Durante os encontros nas ruas os negros podiam entoar certos cantos de trabalho como sempre fizeram nas lavouras ou nas atividades mineradoras, ou improvisar batucadas e danças ao final do dia de trabalho. Alguns pontos de encontro se formaram, como no Largo do Rosário, local de comércio dos vendedores de quitutes, defronte às igrejas na Rua São Bento, onde puxavam as ladainhas, ou no chafariz no Largo da Misericórdia, onde buscavam água. Portanto, a primeira conquista de seu próprio espaço o negro a obteve nas ruas, território público e desvinculado da casa do senhor, onde podia circular com certa autonomia.
Além das ruas, os negros tornaram as irmandades espaços onde poderiam exercer, também com certa autonomia, suas práticas e experiências culturais. Irmandades como a de Nossa Senhora do Rosário ou Nossa Senhora dos Remédios eram instituições religiosas católicas negras, que serviam de pontos de encontro informais para a prática de rituais religiosos, naturalmente de caráter sincrético, e em geral realizados após os dias de festa do calendário cristão, quando se podia escutar o batuque e ver certas danças. As irmandades também prestavam serviços à comunidade negra, arrecadando fundos de emancipação ou entrão recolhendo ex-escravos sem moradia.
A partir do novo Código de Posturas de 1886, o Poder Municipal tenta obstruir determinadas atividades na região central, na tentativa de embelezá-lo de acordo com certos critérios estéticos europeus. Ficam proibidas as atividades comerciais das quitandeiras ou das quituteiras, os negros são impedidos de trabalhar ou cantar nas ruas, transferem-se os mercados para regiões mais distantes, o carnaval e as festas ficam limitadas.
Por conta da imigração ou pelas subvenções do Estado, a população negra paulistana é violentamente reduzida e isolada em locais mais distantes e obscuros da cidade.
Na passagem para o século XX a região da Liberdade começou a se caracterizar como uma área de população predominantemente negra e como reduto de escravos fugitivos ou abolicionistas. O que antes era local de suplícios e castigos públicos começa a mudar.

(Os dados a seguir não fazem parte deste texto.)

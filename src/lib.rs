//! Edge proxy with a shared stale-while-revalidate response cache.
//!
//! The binary in `main.rs` wires these modules together; integration tests
//! build a [`proxy::ProxyState`] directly.

pub mod admin;
pub mod cache;
pub mod config;
pub mod error;
pub mod proxy;
pub mod telemetry;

Eram redutos abolicionistas a Igreja dos Remédios, que recolhia escravos fugitivos, as casas de Antonio Bento, Juca Frade e João Mendes Gama.
A região era rica nas manifestações e festas populares religiosas, que ocorriam com bastante freqüência, sendo a mais famosa delas a Festa da Santa Cruz, na Igreja dos Enforcados. Inicialmente era uma festa tímida e celebrada por alguns abolicionistas. Mais tarde ganharia contornos de uma grande festa popular.
As festas religiosas continuariam sendo fundamentais para as manifestações dos negros, principalmente para o samba, que ganhava sua forma urbana. Em 13 de maio as festas se espalhavam pelo bairro, onde se ouvia samba-de-bumbo, onde também havia samba-lenço, samba de rosa, tambu e umbigada.
Nesse ritmo os negros da Liberdade viravam a noite do dia 12, cantando, dançando e tocando até amanhecer o dia 13.
Assim, o bairro segregado não é apenas um lugar no espaço da cidade, mas é o próprio grupo social que o ocupa e com ele se identifica.
Com o tempo o Bairro da Liberdade teve suas características alteradas. Porém a história não pode ser apagada ou definitivamente esquecida. Liberdade, um bairro negro brasileiro.